VirtualBox

Ticket #6023 (closed defect: fixed)

Opened 4 years ago

Last modified 3 years ago

VHD Delete Snapshot results in corrupt virtual hard disk or double snapshot revert

Reported by: MarkCranness Owned by:
Priority: critical Component: virtual disk
Version: VirtualBox 3.1.2 Keywords: Restore Delete Snapshot
Cc: Guest type: other
Host type: other

Description

1) VHD double snapshot - Restore:

Restore Snapshot (snap2) immediately followed by Delete Snapshot (snap2) has the same effect as Delete Snapshot (snap2) followed by Restore Snapshot to the parent Snapshot (snap1). Any changes made between snap1 and snap2 are lost.

Repro steps:

  • Start with a VM having a VHD file attached that has no snapshots. (I used the Windows XP Mode VHD extracted from the 32-bit Windows XP Mode download: MD5sum= 5189623a8e5c6ff518cdd4759037f109, newly attached to a new VM and not yet booted.)
  • Take a snapshot 'Snapshot 1'
  • Boot the VM and make a change (perhaps create a file).
  • Shutdown VM
  • Take a snapshot 'Snapshot 2'
  • Select 'Snapshot 2' and 'Restore Snapshot' immediately followed by 'Delete Snapshot'
  • Boot VM and note that your change has gone: The VM has been restored back to 'Snapshot 1'

2) Virtual hard disk corruption causes BSOD and/or registry repair messages at boot.

Repro steps:

  • Start with a VM having a VHD file attached that has no snapshots. (I used the Windows XP Mode VHD extracted from the 32-bit Windows XP Mode download: MD5sum= 5189623a8e5c6ff518cdd4759037f109, newly attached to a new VM and not yet booted.)
  • Take a snapshot 'Snapshot 1'
  • Boot the VM and make a change (perhaps create a file).
  • Shutdown VM
  • Take a snapshot 'Snapshot 2'
  • Boot the VM then shutdown.
  • Select 'Snapshot 2' and 'Delete Snapshot'
  • Boot VM and note that it BSOD's or has other corruption problems.

Attachments

Windows XP Mode.xml Download (20.1 KB) - added by MarkCranness 4 years ago.
WindowsXPMode after second 'Take Snapshot', before Delete Snapshot 2
VBox.log Download (66.7 KB) - added by MarkCranness 4 years ago.
Boot - install - GA added, second snapshot taken
Snapshots.dir Download (582 bytes) - added by MarkCranness 4 years ago.
Directory listing of Snapshots folder after Snapshot 2
Windows XP Mode.2.xml Download (11.9 KB) - added by MarkCranness 4 years ago.
After delete of Snapshot 2
Snapshots.after_delete.dir Download (566 bytes) - added by MarkCranness 4 years ago.
After delete of Snapshot 2 (Oops! why is the VHD so small => bug!)

Change History

comment:1 Changed 4 years ago by MarkCranness

In the step 'Boot the VM and make a change (perhaps create a file)' above, I actually proceeded thru the initial XPMode setup and then installed the Guest Additions. Another ticket says Delete Snapshot works OK if the changes are small, and installing GA is not small.

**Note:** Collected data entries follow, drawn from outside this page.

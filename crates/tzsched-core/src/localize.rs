//! Conversion of published regimes back to a local weekly schedule.

use tracing::debug;

use crate::models::{RegimeKind, ScheduleRegime, WeeklyLocalSchedule, ZoneRule};
use crate::shift::shift_utc;

/// Recover the local weekly schedule from published regimes.
///
/// Picks the `DST` regime while daylight time is active and the `Regular`
/// regime otherwise, falling back to the first regime. The chosen schedule
/// is shifted back by the matching offset and the first interval of each
/// day is kept.
pub fn localize(regimes: &[ScheduleRegime], zone: &ZoneRule, dst_active: bool) -> WeeklyLocalSchedule {
    let dst_active = dst_active && matches!(zone, ZoneRule::Daylight(_));
    let wanted = if dst_active {
        RegimeKind::Dst
    } else {
        RegimeKind::Regular
    };

    let Some(regime) = regimes
        .iter()
        .find(|regime| regime.kind == wanted)
        .or_else(|| regimes.first())
    else {
        return WeeklyLocalSchedule::new();
    };

    let offset_hours = zone.offset_hours(dst_active);
    debug!(kind = %regime.kind, offset_hours, "localizing published regime");

    let local = shift_utc(&regime.schedule, -offset_hours);
    let mut weekly = WeeklyLocalSchedule::new();
    for (day, slots) in local.iter() {
        weekly.set(day, slots.first().copied());
    }
    weekly
}

#[cfg(test)]
mod tests {
    use super::*;
    use crate::build::build_schedule_set;
    use crate::models::{DayCode, DstRule, Interval, TimeOfDay, TransitionRule};

    fn berlin() -> ZoneRule {
        let transition = |month, hour| TransitionRule {
            month,
            week: 5,
            weekday: DayCode::Su,
            time: TimeOfDay { hour, minute: 0 },
            is_fixed_date: false,
        };
        ZoneRule::Daylight(DstRule {
            base_offset_hours: 1,
            daylight_delta_hours: 1,
            transition_start: transition(3, 2),
            transition_end: transition(10, 3),
        })
    }

    fn weekly() -> WeeklyLocalSchedule {
        WeeklyLocalSchedule::new()
            .with(DayCode::Mo, 1, 6)
            .and_then(|w| w.with(DayCode::We, 9, 17))
            .and_then(|w| w.with(DayCode::Su, 20, 24))
            .unwrap()
    }

    #[test]
    fn round_trips_through_both_regimes() {
        let zone = berlin();
        let set = build_schedule_set(&weekly(), &zone);

        assert_eq!(localize(set.regimes(), &zone, true), weekly());
        assert_eq!(localize(set.regimes(), &zone, false), weekly());
    }

    #[test]
    fn picks_regime_matching_dst_state() {
        let zone = berlin();
        let set = build_schedule_set(&weekly(), &zone);
        let regular_only: Vec<_> = set
            .iter()
            .filter(|r| r.kind == RegimeKind::Regular)
            .cloned()
            .collect();

        // Only the regular regime is available, so it is read back with the
        // daylight offset and comes out one hour late.
        let skewed = localize(&regular_only, &zone, true);
        assert_eq!(skewed.get(DayCode::We), Some(Interval::new(10, 18)));
    }

    #[test]
    fn fixed_zone_ignores_dst_flag() {
        let zone = ZoneRule::Fixed { offset_hours: -7 };
        let set = build_schedule_set(&weekly(), &zone);

        assert_eq!(localize(set.regimes(), &zone, true), weekly());
    }

    #[test]
    fn empty_input_gives_closed_week() {
        assert!(localize(&[], &berlin(), false).is_empty());
    }
}
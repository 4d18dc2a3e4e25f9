use std::process::ExitCode;

use tracing::info;
use tzsched_core::build_schedule_set;

use crate::cli::CompileArgs;
use crate::error::{CliResult, EXIT_SUCCESS, OutputFormat};
use crate::shared::{load_schedule, print_json, print_regime_text, resolve_zone};

pub fn run_compile(args: CompileArgs, output_format: OutputFormat) -> CliResult<ExitCode> {
    let config = load_schedule(&args.schedule)?;
    let zone = resolve_zone(
        args.tz.as_deref(),
        config.timezone.as_deref(),
        args.year,
        config.year,
    )?;

    let set = build_schedule_set(&config.weekly, &zone.rule);
    info!(tz = %zone.tz, year = zone.year, regimes = set.len(), "compiled schedule");

    match output_format {
        OutputFormat::Json => print_json(&set)?,
        OutputFormat::Text => {
            println!("Timezone: {} ({})", zone.tz, zone.year);
            for regime in &set {
                print_regime_text(regime);
            }
        }
    }

    Ok(ExitCode::from(EXIT_SUCCESS))
}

comment:2 Changed 4 years ago by marcoben73

Some problem for me. I deleted a snapshot and I lost my windows guest. My version is 3.1.2.r56127

comment:3 Changed 4 years ago by marcoben73

I switched back to 3.0.12.r54655 and there no problem discarding snapshot.

comment:4 Changed 4 years ago by aeichner

The second problem looks like #5981 to me. Unfortunately I wasn't able to reproduce this issue so far. Is this 100% reproducable for you or does it work sometimes?

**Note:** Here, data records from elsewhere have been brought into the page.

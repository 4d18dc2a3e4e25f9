//! Timezone handling utilities.
//!
//! This module parses IANA timezone names and derives the recurring DST
//! rule of a zone from its actual offset transitions. Zones the compiler
//! cannot express (fractional-hour offsets, fixed-date transitions,
//! irregular years) are rejected here, before any schedule is built.

use chrono::{DateTime, Datelike, Duration, FixedOffset, NaiveDate, Offset, TimeZone, Timelike, Utc};
use chrono_tz::{OffsetComponents, Tz, TzOffset};
use tracing::debug;

use crate::error::{Result, ScheduleError};
use crate::models::{DayCode, DstRule, LAST_WEEK, TimeOfDay, TransitionRule, ZoneRule};

const SECONDS_PER_HOUR: i64 = 3600;

/// Parse an IANA timezone name into a [`chrono_tz::Tz`].
///
/// # Examples
///
/// ```
/// use tzsched_core::tz::parse_tz;
///
/// let tz = parse_tz("Europe/Berlin").unwrap();
/// assert_eq!(tz.to_string(), "Europe/Berlin");
/// ```
pub fn parse_tz(name: &str) -> Result<Tz> {
    name.parse::<Tz>()
        .map_err(|_| ScheduleError::InvalidTimezone(name.to_string()))
}

/// Whether daylight saving time is in effect at `instant`.
///
/// Daylight time is any offset above the zone's standard offset for the
/// year, so zones whose database marks winter as the DST period
/// (Europe/Dublin) still report summer as daylight time.
pub fn is_dst_active(tz: Tz, instant: DateTime<Utc>) -> bool {
    let total = offset_at(tz, instant).fix().local_minus_utc();
    standard_offset(tz, instant.year()).is_some_and(|standard| total > standard)
}

/// Lowest offset in force at the start of January or July.
fn standard_offset(tz: Tz, year: i32) -> Option<i32> {
    [1, 7]
        .into_iter()
        .filter_map(|month| Utc.with_ymd_and_hms(year, month, 1, 0, 0, 0).single())
        .map(|instant| offset_at(tz, instant).fix().local_minus_utc())
        .min()
}

/// Derive the offset rule a zone follows in `year`.
///
/// The weekday and week ordinal of each transition are confirmed against
/// `year + 1`; a transition that does not recur on the same weekday rule
/// is treated as fixed-date and rejected.
///
/// # Examples
///
/// ```
/// use tzsched_core::models::ZoneRule;
/// use tzsched_core::tz::{parse_tz, zone_rule};
///
/// let rule = zone_rule(parse_tz("Asia/Tokyo").unwrap(), 2026).unwrap();
/// assert_eq!(rule, ZoneRule::Fixed { offset_hours: 9 });
/// ```
pub fn zone_rule(tz: Tz, year: i32) -> Result<ZoneRule> {
    let Some(current) = daylight_pair(tz, year)? else {
        let offset = tz
            .offset_from_utc_datetime(&year_start(year)?.naive_utc())
            .fix()
            .local_minus_utc();
        let offset_hours = whole_hours(offset as i64, "base offset")?;
        debug!(%tz, year, offset_hours, "zone has no DST");
        return Ok(ZoneRule::Fixed { offset_hours });
    };
    let following = daylight_pair(tz, following_year(year)?)?;

    let base = current.end.after.base_utc_offset().num_seconds();
    let delta = current.start.after.dst_offset().num_seconds();

    let mut rule = DstRule {
        base_offset_hours: whole_hours(base, "base offset")?,
        daylight_delta_hours: whole_hours(delta, "DST delta")?,
        transition_start: confirm(
            current.start.observe(),
            following.as_ref().map(|pair| pair.start.observe()),
        ),
        transition_end: confirm(
            current.end.observe(),
            following.as_ref().map(|pair| pair.end.observe()),
        ),
    };
    if rule.daylight_delta_hours < 0 {
        // Negative DST: the higher offset is daylight time.
        rule.base_offset_hours += rule.daylight_delta_hours;
        rule.daylight_delta_hours = -rule.daylight_delta_hours;
        std::mem::swap(&mut rule.transition_start, &mut rule.transition_end);
    }
    rule.check_supported()?;

    debug!(%tz, year, rule = %rule.describe(), "derived DST rule");
    Ok(ZoneRule::Daylight(rule))
}

fn whole_hours(seconds: i64, what: &str) -> Result<i32> {
    if seconds % SECONDS_PER_HOUR != 0 {
        return Err(ScheduleError::InvalidTimezoneOffset(format!(
            "{} of {} seconds is not a whole number of hours",
            what, seconds
        )));
    }
    i32::try_from(seconds / SECONDS_PER_HOUR).map_err(|_| {
        ScheduleError::InvalidTimezoneOffset(format!("{} of {} seconds is out of range", what, seconds))
    })
}

fn year_out_of_range(year: i32) -> ScheduleError {
    ScheduleError::InvalidTimezoneOffset(format!("Year {} out of range", year))
}

fn following_year(year: i32) -> Result<i32> {
    year.checked_add(1).ok_or_else(|| year_out_of_range(year))
}

fn year_start(year: i32) -> Result<DateTime<Utc>> {
    Utc.with_ymd_and_hms(year, 1, 1, 0, 0, 0)
        .single()
        .ok_or_else(|| year_out_of_range(year))
}

/// An offset change observed in the zone's data.
#[derive(Debug, Clone, Copy)]
struct Transition {
    /// Offset in force just before the change.
    before: FixedOffset,
    /// Offset in force from the change on.
    after: TzOffset,
    instant: DateTime<Utc>,
}

/// Calendar position of one transition in one year.
#[derive(Debug, Clone, Copy, PartialEq, Eq)]
struct Observation {
    month: u32,
    weekday: DayCode,
    ordinal: u8,
    is_last: bool,
    time: TimeOfDay,
}

impl Transition {
    /// Locate the transition on the local wall clock in force before it.
    fn observe(&self) -> Observation {
        let local = self.instant.naive_utc() + Duration::seconds(self.before.local_minus_utc() as i64);
        let date = local.date();
        let day = date.day();

        Observation {
            month: date.month(),
            weekday: date.weekday().into(),
            ordinal: ((day - 1) / 7 + 1) as u8,
            is_last: day + 7 > days_in_month(date),
            time: TimeOfDay {
                hour: local.hour(),
                minute: local.minute(),
            },
        }
    }
}

/// Transition into and out of DST within one year.
struct DaylightPair {
    start: Transition,
    end: Transition,
}

fn daylight_pair(tz: Tz, year: i32) -> Result<Option<DaylightPair>> {
    let transitions = transitions_in_year(tz, year)?;
    if transitions.is_empty() {
        return Ok(None);
    }

    let (starts, ends): (Vec<Transition>, Vec<Transition>) = transitions
        .into_iter()
        .partition(|t| t.after.dst_offset().num_seconds() != 0);

    match (starts.as_slice(), ends.as_slice()) {
        ([start], [end]) => Ok(Some(DaylightPair {
            start: *start,
            end: *end,
        })),
        _ => Err(ScheduleError::InvalidTimezoneOffset(format!(
            "{} has {} DST starts and {} DST ends in {}",
            tz,
            starts.len(),
            ends.len(),
            year
        ))),
    }
}

/// Scan a year hour by hour, then minute by minute around each change.
fn transitions_in_year(tz: Tz, year: i32) -> Result<Vec<Transition>> {
    let end = year_start(following_year(year)?)?;
    let mut cursor = year_start(year)?;
    let mut current = offset_at(tz, cursor).fix();
    let mut found = Vec::new();

    while cursor < end {
        let next = cursor + Duration::hours(1);
        if offset_at(tz, next).fix() != current {
            let mut instant = cursor;
            while offset_at(tz, instant).fix() == current {
                instant += Duration::minutes(1);
            }
            let after = offset_at(tz, instant);
            found.push(Transition {
                before: current,
                after,
                instant,
            });
            current = after.fix();
        }
        cursor = next;
    }

    Ok(found)
}

fn offset_at(tz: Tz, instant: DateTime<Utc>) -> TzOffset {
    tz.offset_from_utc_datetime(&instant.naive_utc())
}

fn days_in_month(date: NaiveDate) -> u32 {
    let (year, month) = if date.month() == 12 {
        (date.year() + 1, 1)
    } else {
        (date.year(), date.month() + 1)
    };
    NaiveDate::from_ymd_opt(year, month, 1)
        .and_then(|first| first.pred_opt())
        .map_or(31, |last| last.day())
}

/// Turn observations from two consecutive years into a recurring rule.
fn confirm(current: Observation, following: Option<Observation>) -> TransitionRule {
    let mut rule = TransitionRule {
        month: current.month,
        week: if current.is_last { LAST_WEEK } else { current.ordinal },
        weekday: current.weekday,
        time: current.time,
        is_fixed_date: false,
    };

    let Some(following) = following else {
        return rule;
    };

    if current.is_last && following.is_last {
        rule.week = LAST_WEEK;
    } else if current.ordinal == following.ordinal {
        rule.week = current.ordinal;
    } else {
        rule.is_fixed_date = true;
    }
    if current.month != following.month
        || current.weekday != following.weekday
        || current.time != following.time
    {
        rule.is_fixed_date = true;
    }

    rule
}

comment:5 Changed 4 years ago by MarkCranness

100% reproducable. Both 1 and 2 I reproduced 3 times each, and it never worked correctly: it always failed. (2) looks like 5981 to me also.

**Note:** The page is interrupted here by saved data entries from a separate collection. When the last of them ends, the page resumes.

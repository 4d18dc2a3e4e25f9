use std::fmt;
use std::process::ExitCode;

use serde::Serialize;
use tzsched_core::ScheduleError;

pub const EXIT_SUCCESS: u8 = 0;
pub const EXIT_INPUT_ERROR: u8 = 2;
pub const EXIT_RUNTIME_ERROR: u8 = 3;

#[derive(Debug, Clone, Copy, PartialEq, Eq)]
pub enum OutputFormat {
    Json,
    Text,
}

#[derive(Debug, Clone, Copy, PartialEq, Eq)]
pub enum ErrorKind {
    Input,
    Runtime,
}

#[derive(Debug)]
pub struct CliError {
    kind: ErrorKind,
    message: String,
    status: Option<&'static str>,
}

impl CliError {
    pub fn input(message: impl Into<String>) -> Self {
        Self {
            kind: ErrorKind::Input,
            message: message.into(),
            status: None,
        }
    }

    pub fn runtime(message: impl Into<String>) -> Self {
        Self {
            kind: ErrorKind::Runtime,
            message: message.into(),
            status: None,
        }
    }

    pub fn exit_code(&self) -> u8 {
        match self.kind {
            ErrorKind::Input => EXIT_INPUT_ERROR,
            ErrorKind::Runtime => EXIT_RUNTIME_ERROR,
        }
    }
}

impl From<ScheduleError> for CliError {
    fn from(err: ScheduleError) -> Self {
        let (kind, status) = match &err {
            ScheduleError::InvalidTimezone(_) => (ErrorKind::Input, None),
            ScheduleError::InvalidTimezoneOffset(_) => {
                (ErrorKind::Input, Some("unsupported_timezone"))
            }
            ScheduleError::InvalidInterval(_) => (ErrorKind::Input, Some("invalid_interval")),
            ScheduleError::ParseError(_) => (ErrorKind::Input, None),
            ScheduleError::PublishFailure { .. } | ScheduleError::ReconciliationAborted { .. } => {
                (ErrorKind::Runtime, Some("publish_failed"))
            }
        };
        Self {
            kind,
            message: err.to_string(),
            status,
        }
    }
}

impl fmt::Display for CliError {
    fn fmt(&self, f: &mut fmt::Formatter<'_>) -> fmt::Result {
        write!(f, "{}", self.message)
    }
}

impl std::error::Error for CliError {}

pub type CliResult<T> = std::result::Result<T, CliError>;

#[derive(Debug, Serialize)]
struct ErrorOutput {
    error: String,
    exit_code: u8,
    #[serde(skip_serializing_if = "Option::is_none")]
    status: Option<String>,
}

pub fn render_error(err: &CliError, output_format: OutputFormat) -> ExitCode {
    match output_format {
        OutputFormat::Json => {
            let envelope = ErrorOutput {
                error: err.message.clone(),
                exit_code: err.exit_code(),
                status: err.status.map(str::to_string),
            };

            match serde_json::to_string_pretty(&envelope) {
                Ok(json) => eprintln!("{}", json),
                Err(_) => eprintln!("Error: {}", err.message),
            }
        }
        OutputFormat::Text => {
            eprintln!("Error: {}", err.message);
        }
    }

    ExitCode::from(err.exit_code())
}

pub fn output_format_hint(s: &str) -> OutputFormat {
    if s.eq_ignore_ascii_case("json") {
        OutputFormat::Json
    } else {
        OutputFormat::Text
    }
}

pub fn parse_output_format(s: &str) -> CliResult<OutputFormat> {
    match s.to_lowercase().as_str() {
        "json" => Ok(OutputFormat::Json),
        "text" => Ok(OutputFormat::Text),
        _ => Err(CliError::input(format!(
            "Invalid output_format '{}'. Expected: json, text",
            s
        ))),
    }
}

comment:6 Changed 4 years ago by joolsr

I'm afraid I've had the same thing happen. using v3.1.2 and r56127 on Ubuntu Karmic, after removing snapshots, and moving to another, I've twice had massive amounts of disk corruption on my linux guests.

I know that snapshots have been reworked, and i'm pleased they have been, but they currently seem too easily broken with dire consequences.

I think there should have been more testing ... disk corruption is a pretty major problem ...

comment:7 Changed 4 years ago by brendanl79

Just writing to confirm I too observed corruption after deleting snapshots. It's a 32-bit WinXP guest on 64-bit Fedora12 host. I had a straight line of snapshots about a dozen long, deleted five or so from within this line, then upon booting the "current state" got some registry errors and broken applications. Have not yet found any ruined data, but I'm going to lose some time reinstalling those apps. And have learned a hard lesson that VM snapshots, at least in their current form, do not obviate the need for backups.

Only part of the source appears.